Provided data:
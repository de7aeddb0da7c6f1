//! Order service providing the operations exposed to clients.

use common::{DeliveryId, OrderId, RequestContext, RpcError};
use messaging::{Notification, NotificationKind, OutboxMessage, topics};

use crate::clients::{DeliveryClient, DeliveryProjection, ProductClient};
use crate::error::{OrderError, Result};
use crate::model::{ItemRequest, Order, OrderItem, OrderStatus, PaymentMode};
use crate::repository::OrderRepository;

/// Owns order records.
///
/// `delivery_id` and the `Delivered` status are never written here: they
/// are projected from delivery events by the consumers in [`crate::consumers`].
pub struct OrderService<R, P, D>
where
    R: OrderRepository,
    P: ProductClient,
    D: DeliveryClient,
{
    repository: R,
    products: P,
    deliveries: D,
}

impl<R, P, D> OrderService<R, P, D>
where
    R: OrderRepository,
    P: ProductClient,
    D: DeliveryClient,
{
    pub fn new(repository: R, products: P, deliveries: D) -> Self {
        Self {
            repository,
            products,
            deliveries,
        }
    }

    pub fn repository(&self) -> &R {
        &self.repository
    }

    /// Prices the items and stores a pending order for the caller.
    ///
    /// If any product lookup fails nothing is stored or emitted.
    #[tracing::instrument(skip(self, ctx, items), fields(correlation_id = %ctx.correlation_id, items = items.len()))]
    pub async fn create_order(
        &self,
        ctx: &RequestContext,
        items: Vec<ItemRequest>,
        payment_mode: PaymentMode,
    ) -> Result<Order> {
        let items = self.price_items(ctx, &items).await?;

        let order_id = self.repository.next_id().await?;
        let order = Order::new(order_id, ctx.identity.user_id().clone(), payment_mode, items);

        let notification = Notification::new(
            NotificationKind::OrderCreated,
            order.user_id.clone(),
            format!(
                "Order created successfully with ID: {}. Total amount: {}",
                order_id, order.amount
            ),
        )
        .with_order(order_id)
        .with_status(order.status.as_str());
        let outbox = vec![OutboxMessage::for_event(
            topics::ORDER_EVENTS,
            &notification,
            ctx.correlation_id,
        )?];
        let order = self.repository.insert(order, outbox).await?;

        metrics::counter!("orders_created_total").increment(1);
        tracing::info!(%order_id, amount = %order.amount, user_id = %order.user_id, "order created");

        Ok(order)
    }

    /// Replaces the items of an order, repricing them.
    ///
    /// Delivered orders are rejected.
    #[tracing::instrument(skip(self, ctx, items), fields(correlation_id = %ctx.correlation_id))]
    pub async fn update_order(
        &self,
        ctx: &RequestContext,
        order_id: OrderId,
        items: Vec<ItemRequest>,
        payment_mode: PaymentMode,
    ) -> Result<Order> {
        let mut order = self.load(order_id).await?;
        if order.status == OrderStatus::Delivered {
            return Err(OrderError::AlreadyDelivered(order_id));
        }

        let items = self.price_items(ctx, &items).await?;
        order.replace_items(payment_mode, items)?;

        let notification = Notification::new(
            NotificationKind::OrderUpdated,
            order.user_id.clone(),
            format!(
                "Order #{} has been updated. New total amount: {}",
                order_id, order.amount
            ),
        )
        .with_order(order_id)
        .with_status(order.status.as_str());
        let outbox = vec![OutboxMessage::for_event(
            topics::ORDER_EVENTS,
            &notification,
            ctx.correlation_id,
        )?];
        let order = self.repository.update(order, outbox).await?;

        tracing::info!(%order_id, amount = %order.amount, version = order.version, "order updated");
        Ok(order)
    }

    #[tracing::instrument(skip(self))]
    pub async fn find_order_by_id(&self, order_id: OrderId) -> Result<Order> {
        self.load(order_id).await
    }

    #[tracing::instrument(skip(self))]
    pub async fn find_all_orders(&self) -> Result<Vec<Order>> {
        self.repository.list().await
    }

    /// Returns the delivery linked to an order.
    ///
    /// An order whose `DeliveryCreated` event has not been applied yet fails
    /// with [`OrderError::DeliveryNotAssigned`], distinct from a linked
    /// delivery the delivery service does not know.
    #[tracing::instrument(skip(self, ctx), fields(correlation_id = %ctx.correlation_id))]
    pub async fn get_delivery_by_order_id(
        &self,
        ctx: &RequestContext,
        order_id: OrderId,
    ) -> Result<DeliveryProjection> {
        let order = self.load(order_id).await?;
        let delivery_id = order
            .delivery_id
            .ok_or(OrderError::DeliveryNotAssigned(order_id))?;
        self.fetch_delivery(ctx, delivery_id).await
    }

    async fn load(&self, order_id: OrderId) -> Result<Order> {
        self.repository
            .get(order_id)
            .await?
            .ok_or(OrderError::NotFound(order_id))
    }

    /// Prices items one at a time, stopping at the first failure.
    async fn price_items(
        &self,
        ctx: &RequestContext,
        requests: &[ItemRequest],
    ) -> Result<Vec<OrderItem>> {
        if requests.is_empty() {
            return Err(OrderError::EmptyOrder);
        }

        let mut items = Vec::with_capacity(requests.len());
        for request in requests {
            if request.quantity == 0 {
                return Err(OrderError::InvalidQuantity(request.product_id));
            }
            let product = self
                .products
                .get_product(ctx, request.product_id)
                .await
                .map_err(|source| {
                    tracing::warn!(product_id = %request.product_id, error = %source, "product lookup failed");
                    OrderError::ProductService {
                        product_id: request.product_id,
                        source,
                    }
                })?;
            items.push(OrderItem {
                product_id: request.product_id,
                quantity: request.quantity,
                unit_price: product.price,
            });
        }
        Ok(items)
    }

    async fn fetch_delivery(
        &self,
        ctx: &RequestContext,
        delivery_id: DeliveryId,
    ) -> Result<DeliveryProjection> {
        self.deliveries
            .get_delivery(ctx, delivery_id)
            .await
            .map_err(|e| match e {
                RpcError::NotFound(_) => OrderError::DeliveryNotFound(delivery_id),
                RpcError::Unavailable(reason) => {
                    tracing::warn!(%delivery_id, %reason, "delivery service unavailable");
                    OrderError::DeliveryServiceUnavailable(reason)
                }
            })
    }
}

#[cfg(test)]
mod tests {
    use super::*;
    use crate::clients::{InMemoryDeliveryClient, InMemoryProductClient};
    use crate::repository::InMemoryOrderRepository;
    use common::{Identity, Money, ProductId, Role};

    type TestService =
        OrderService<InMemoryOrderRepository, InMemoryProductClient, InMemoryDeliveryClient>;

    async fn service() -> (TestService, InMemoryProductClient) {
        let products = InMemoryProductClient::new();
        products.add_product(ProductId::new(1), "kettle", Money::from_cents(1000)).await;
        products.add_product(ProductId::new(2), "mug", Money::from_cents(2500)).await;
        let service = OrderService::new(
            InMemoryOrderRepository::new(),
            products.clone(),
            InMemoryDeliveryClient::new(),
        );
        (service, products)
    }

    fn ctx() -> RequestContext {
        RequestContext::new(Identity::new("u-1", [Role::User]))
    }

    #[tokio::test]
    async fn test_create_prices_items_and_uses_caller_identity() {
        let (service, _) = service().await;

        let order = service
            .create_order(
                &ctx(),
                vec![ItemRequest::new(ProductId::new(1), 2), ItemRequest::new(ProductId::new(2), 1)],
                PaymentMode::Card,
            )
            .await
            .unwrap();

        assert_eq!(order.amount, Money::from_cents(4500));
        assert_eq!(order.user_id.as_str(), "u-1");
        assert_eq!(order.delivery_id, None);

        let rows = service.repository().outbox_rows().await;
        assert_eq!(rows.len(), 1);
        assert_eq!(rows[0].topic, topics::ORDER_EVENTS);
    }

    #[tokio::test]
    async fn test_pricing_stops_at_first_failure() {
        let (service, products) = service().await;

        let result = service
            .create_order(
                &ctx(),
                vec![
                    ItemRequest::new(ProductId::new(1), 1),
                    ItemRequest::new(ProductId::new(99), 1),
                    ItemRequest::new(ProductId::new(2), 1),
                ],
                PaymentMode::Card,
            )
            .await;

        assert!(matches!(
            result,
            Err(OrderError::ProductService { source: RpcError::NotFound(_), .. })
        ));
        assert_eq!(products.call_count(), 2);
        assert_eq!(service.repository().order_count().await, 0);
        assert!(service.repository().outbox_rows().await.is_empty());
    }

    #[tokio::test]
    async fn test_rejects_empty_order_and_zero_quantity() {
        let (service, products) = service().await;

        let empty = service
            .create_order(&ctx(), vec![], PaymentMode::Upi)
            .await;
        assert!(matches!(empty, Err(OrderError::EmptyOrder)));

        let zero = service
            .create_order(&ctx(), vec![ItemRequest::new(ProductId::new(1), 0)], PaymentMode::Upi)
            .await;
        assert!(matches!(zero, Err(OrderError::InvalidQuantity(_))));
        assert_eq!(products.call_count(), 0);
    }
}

...

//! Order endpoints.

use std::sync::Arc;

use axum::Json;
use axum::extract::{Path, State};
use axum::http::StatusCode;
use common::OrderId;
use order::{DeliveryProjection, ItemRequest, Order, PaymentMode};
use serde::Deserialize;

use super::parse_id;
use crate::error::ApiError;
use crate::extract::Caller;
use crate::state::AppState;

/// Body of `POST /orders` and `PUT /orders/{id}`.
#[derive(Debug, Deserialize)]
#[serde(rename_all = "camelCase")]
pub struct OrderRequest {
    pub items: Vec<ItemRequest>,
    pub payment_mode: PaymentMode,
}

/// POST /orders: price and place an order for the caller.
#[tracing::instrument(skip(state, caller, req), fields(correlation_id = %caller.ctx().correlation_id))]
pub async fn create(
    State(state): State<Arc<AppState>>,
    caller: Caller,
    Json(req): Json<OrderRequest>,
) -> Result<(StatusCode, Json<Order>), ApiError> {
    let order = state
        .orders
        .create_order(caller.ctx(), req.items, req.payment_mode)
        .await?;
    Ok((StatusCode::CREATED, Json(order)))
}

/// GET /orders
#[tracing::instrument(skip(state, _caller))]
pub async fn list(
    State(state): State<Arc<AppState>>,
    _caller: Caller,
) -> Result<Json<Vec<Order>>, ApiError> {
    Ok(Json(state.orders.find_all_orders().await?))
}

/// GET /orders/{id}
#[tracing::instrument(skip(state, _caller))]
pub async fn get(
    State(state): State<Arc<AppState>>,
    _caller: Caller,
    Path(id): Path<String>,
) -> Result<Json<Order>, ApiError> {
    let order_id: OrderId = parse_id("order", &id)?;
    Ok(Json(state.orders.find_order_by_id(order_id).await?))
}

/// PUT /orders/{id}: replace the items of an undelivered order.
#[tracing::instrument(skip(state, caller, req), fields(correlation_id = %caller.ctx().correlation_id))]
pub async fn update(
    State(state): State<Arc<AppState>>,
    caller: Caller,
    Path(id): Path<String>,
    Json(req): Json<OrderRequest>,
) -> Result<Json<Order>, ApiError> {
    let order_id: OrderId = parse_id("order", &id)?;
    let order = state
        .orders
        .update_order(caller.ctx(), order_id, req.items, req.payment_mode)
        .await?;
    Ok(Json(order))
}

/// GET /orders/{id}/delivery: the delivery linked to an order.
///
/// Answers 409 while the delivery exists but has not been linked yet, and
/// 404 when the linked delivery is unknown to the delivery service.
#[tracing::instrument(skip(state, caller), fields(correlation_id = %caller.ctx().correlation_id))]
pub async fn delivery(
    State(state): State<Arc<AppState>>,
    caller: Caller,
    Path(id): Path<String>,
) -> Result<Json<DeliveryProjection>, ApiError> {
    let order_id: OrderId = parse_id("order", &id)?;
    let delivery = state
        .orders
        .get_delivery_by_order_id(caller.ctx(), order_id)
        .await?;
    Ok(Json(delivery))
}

Exercise details: What is needed is every line of the records above that contains the word "Role".

Response area:
    use common::{Identity, Money, ProductId, Role};
        RequestContext::new(Identity::new("u-1", [Role::User]))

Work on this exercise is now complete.